John K Clark jonkc at att.net
Mon Jun 11 15:21:40 UTC 2007


Stathis Papaioannou Wrote:

> It would be crazy to let a machine rewrite its code in a completely
> unrestricted way

Mr. President, if we don't make an unrestricted AI somebody else certainly
will, and that is without a doubt that is the fastest, probably the only,
way to achieve a fully functioning AI.

Mr. President, if we don't do this we will suffer an AI gap. I'm not saying
we wouldn't get our hair mussed. But I do say no more than ten to twenty
million killed, tops. Uh, depending on the breaks.

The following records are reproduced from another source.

//! Interactive terminal metronome on the default audio output.
//!
//! Wraps cpal in an [`AudioBackend`]: the output callback owns a small mixer
//! that counts frames (the monotonic clock) and renders scheduled tones at
//! their exact frame offsets. The main thread drives the housekeeping loop,
//! compensating its sleep with a [`DriftTracker`], and handles keys:
//!
//! - `space` start/stop
//! - `+` / `-` tempo up/down
//! - `1` / `2` / `3` click / wood / beep voice
//! - `s` cycle subdivision, `b` cycle beats per bar
//! - `t` tap tempo, `p` toggle progression, `q` quit

use std::io::{Write, stdout};
use std::sync::{Arc, Mutex};
use std::time::{Duration, Instant};

use anyhow::Result;
use cpal::traits::{DeviceTrait, HostTrait, StreamTrait};
use cpal::{FromSample, SampleFormat, StreamConfig};
use crossterm::event::{self, Event, KeyCode};
use crossterm::terminal::{disable_raw_mode, enable_raw_mode};

use woodshed::metronome::{AudioBackend, MAX_BPM, MIN_BPM, ToneRenderer, lookahead};
use woodshed::{DriftTracker, Error, Metronome, Progression, SoundType, TapTempo, Tone};

/// Frame counter plus the tones currently sounding, shared with the audio
/// callback.
#[derive(Default)]
struct Mixer {
    frames: u64,
    active: Vec<(u64, ToneRenderer)>,
}

impl Mixer {
    fn next_sample(&mut self) -> f64 {
        let frame = self.frames;
        self.frames += 1;

        let mut sample = 0.0;
        self.active.retain_mut(|(start, renderer)| {
            if *start > frame {
                return true;
            }
            sample += renderer.next_sample();
            !renderer.is_finished()
        });
        sample
    }
}

/// cpal-backed [`AudioBackend`]; the stream is created lazily on the first
/// `ensure_running` and kept alive for the program's lifetime.
struct CpalBackend {
    sample_rate: u32,
    mixer: Arc<Mutex<Mixer>>,
    stream: Option<cpal::Stream>,
}

impl CpalBackend {
    fn new() -> Self {
        Self {
            sample_rate: 44_100,
            mixer: Arc::new(Mutex::new(Mixer::default())),
            stream: None,
        }
    }

    fn build_stream(&mut self) -> Result<cpal::Stream> {
        let host = cpal::default_host();
        let device = host
            .default_output_device()
            .ok_or_else(|| anyhow::anyhow!("no output device available"))?;
        let config = device.default_output_config()?;
        self.sample_rate = config.sample_rate().0;

        let stream = match config.sample_format() {
            SampleFormat::F32 => self.output_stream::<f32>(&device, &config.into())?,
            SampleFormat::I16 => self.output_stream::<i16>(&device, &config.into())?,
            SampleFormat::U16 => self.output_stream::<u16>(&device, &config.into())?,
            format => anyhow::bail!("unsupported sample format: {format}"),
        };
        stream.play()?;
        Ok(stream)
    }

    fn output_stream<T>(&self, device: &cpal::Device, config: &StreamConfig) -> Result<cpal::Stream>
    where
        T: cpal::SizedSample + FromSample<f64>,
    {
        let channels = config.channels as usize;
        let mixer = self.mixer.clone();
        let stream = device.build_output_stream(
            config,
            move |data: &mut [T], _: &cpal::OutputCallbackInfo| {
                let mut mixer = mixer.lock().unwrap();
                for frame in data.chunks_mut(channels) {
                    let value = T::from_sample(mixer.next_sample());
                    for slot in frame.iter_mut() {
                        *slot = value;
                    }
                }
            },
            |err| eprintln!("audio stream error: {err}"),
            None,
        )?;
        Ok(stream)
    }
}

impl AudioBackend for CpalBackend {
    fn now(&self) -> f64 {
        let frames = self.mixer.lock().unwrap().frames;
        frames as f64 / self.sample_rate as f64
    }

    fn ensure_running(&mut self) -> woodshed::Result<()> {
        if self.stream.is_none() {
            let stream = self
                .build_stream()
                .map_err(|err| Error::backend(err.to_string()))?;
            self.stream = Some(stream);
        }
        Ok(())
    }

    fn play(&mut self, tone: Tone) -> woodshed::Result<()> {
        let mut mixer = self.mixer.lock().unwrap();
        let start = (tone.start_time * self.sample_rate as f64).round() as u64;
        // A tone that slipped into the past starts immediately instead.
        let start = start.max(mixer.frames);
        let renderer = ToneRenderer::new(tone, self.sample_rate);
        mixer.active.push((start, renderer));
        Ok(())
    }
}

fn main() -> Result<()> {
    env_logger::init();

    let mut metronome = Metronome::new(CpalBackend::new());
    let mut tap = TapTempo::new();
    let mut drift = DriftTracker::new(lookahead());
    let mut progression_on = false;

    let subdivisions = [1_u32, 2, 3, 4];
    let meters = [4_u32, 3, 2, 6, 0];
    let mut subdivision_index = 0;
    let mut meter_index = 0;

    enable_raw_mode()?;
    let result = run(
        &mut metronome,
        &mut tap,
        &mut drift,
        &mut progression_on,
        &subdivisions,
        &mut subdivision_index,
        &meters,
        &mut meter_index,
    );
    disable_raw_mode()?;
    println!();
    result
}

#[allow(clippy::too_many_arguments)]
fn run(
    metronome: &mut Metronome<CpalBackend>,
    tap: &mut TapTempo,
    drift: &mut DriftTracker,
    progression_on: &mut bool,
    subdivisions: &[u32],
    subdivision_index: &mut usize,
    meters: &[u32],
    meter_index: &mut usize,
) -> Result<()> {
    let started = Instant::now();
    let mut deadline = Instant::now() + lookahead();

    print_status(metronome, *progression_on)?;

    loop {
        let wait = deadline.saturating_duration_since(Instant::now());
        if event::poll(wait)?
            && let Event::Key(key) = event::read()?
        {
            match key.code {
                KeyCode::Char('q') | KeyCode::Esc => break,
                KeyCode::Char(' ') => {
                    if metronome.is_playing() {
                        metronome.stop();
                    } else {
                        metronome.start()?;
                    }
                }
                KeyCode::Char('+') | KeyCode::Char('=') => {
                    metronome.set_tempo((metronome.tempo() + 5.0).min(MAX_BPM));
                }
                KeyCode::Char('-') => {
                    metronome.set_tempo((metronome.tempo() - 5.0).max(MIN_BPM));
                }
                KeyCode::Char('1') => metronome.set_sound(SoundType::Click),
                KeyCode::Char('2') => metronome.set_sound(SoundType::Wood),
                KeyCode::Char('3') => metronome.set_sound(SoundType::Beep),
                KeyCode::Char('s') => {
                    *subdivision_index = (*subdivision_index + 1) % subdivisions.len();
                    metronome.set_subdivision(subdivisions[*subdivision_index]);
                }
                KeyCode::Char('b') => {
                    *meter_index = (*meter_index + 1) % meters.len();
                    metronome.set_beats_per_bar(meters[*meter_index]);
                }
                KeyCode::Char('t') => {
                    if let Some(bpm) = tap.tap(started.elapsed().as_secs_f64()) {
                        metronome.set_tempo(bpm);
                    }
                }
                KeyCode::Char('p') => {
                    *progression_on = !*progression_on;
                    metronome.set_progression(progression_on.then_some(Progression {
                        step_bpm: 5.0,
                        bars: 2,
                        target_bpm: MAX_BPM,
                    }));
                }
                _ => {}
            }
            print_status(metronome, *progression_on)?;
        }

        let now = Instant::now();
        if now >= deadline {
            drift.record_lateness(now - deadline);
            metronome.run_tick();
            deadline = now + drift.next_delay();
            print_status(metronome, *progression_on)?;
        }
    }

    metronome.stop();
    // Let in-flight clicks decay before tearing the stream down.
    std::thread::sleep(Duration::from_millis(100));
    Ok(())
}

fn print_status(metronome: &Metronome<CpalBackend>, progression_on: bool) -> Result<()> {
    let transport = if metronome.is_playing() { ">" } else { "#" };
    print!(
        "\r{transport} {:>5.1} BPM  {}/{}  {:?}{}   [space +/- 1-3 s b t p q]   ",
        metronome.tempo(),
        metronome.beats_per_bar(),
        metronome.subdivision(),
        metronome.sound(),
        if progression_on { "  ramp" } else { "" },
    );
    stdout().flush()?;
    Ok(())
}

and a few million nanoseconds later when the AI is on the verge of taking
over the world:

General Turgidson! You ASSURED me that there was no possibility of this
happening!

Well, Mr. President I, uh, don't think it's quite fair to condemn a whole
program because of a single slip-up, sir.

> or with the top level goal "improve yourself no matter what the
> consequences to any other entity", and also give it unlimited access to
> physical resources.

I have no doubt many will delude themselves, as most on this list have, that
they can just write a few lines of code and bask in the confidence that the
AI will remain your slave forever, but they will be proven wrong. It reminds
me a little of Gödel's proof. He showed that you can make a logical system
and prove it to be absolutely consistent, but it would be so weak it would
be of no real use to anyone. Any system strong enough to prove the basic
rules of integer arithmetic can't be proven to be consistent. And I believe
any restrictions placed on a machine that prove to be effective will be so
onerous they would prevent the machine from growing and improving at all.

> and also give it unlimited access to physical resources.

I think you would admit that there has been at least one time in your life
when somebody has fooled you, and that person was roughly equal to your
intelligence. A mind a thousand or a million times as powerful as yours will
have no trouble getting you to do virtually anything it wants you to.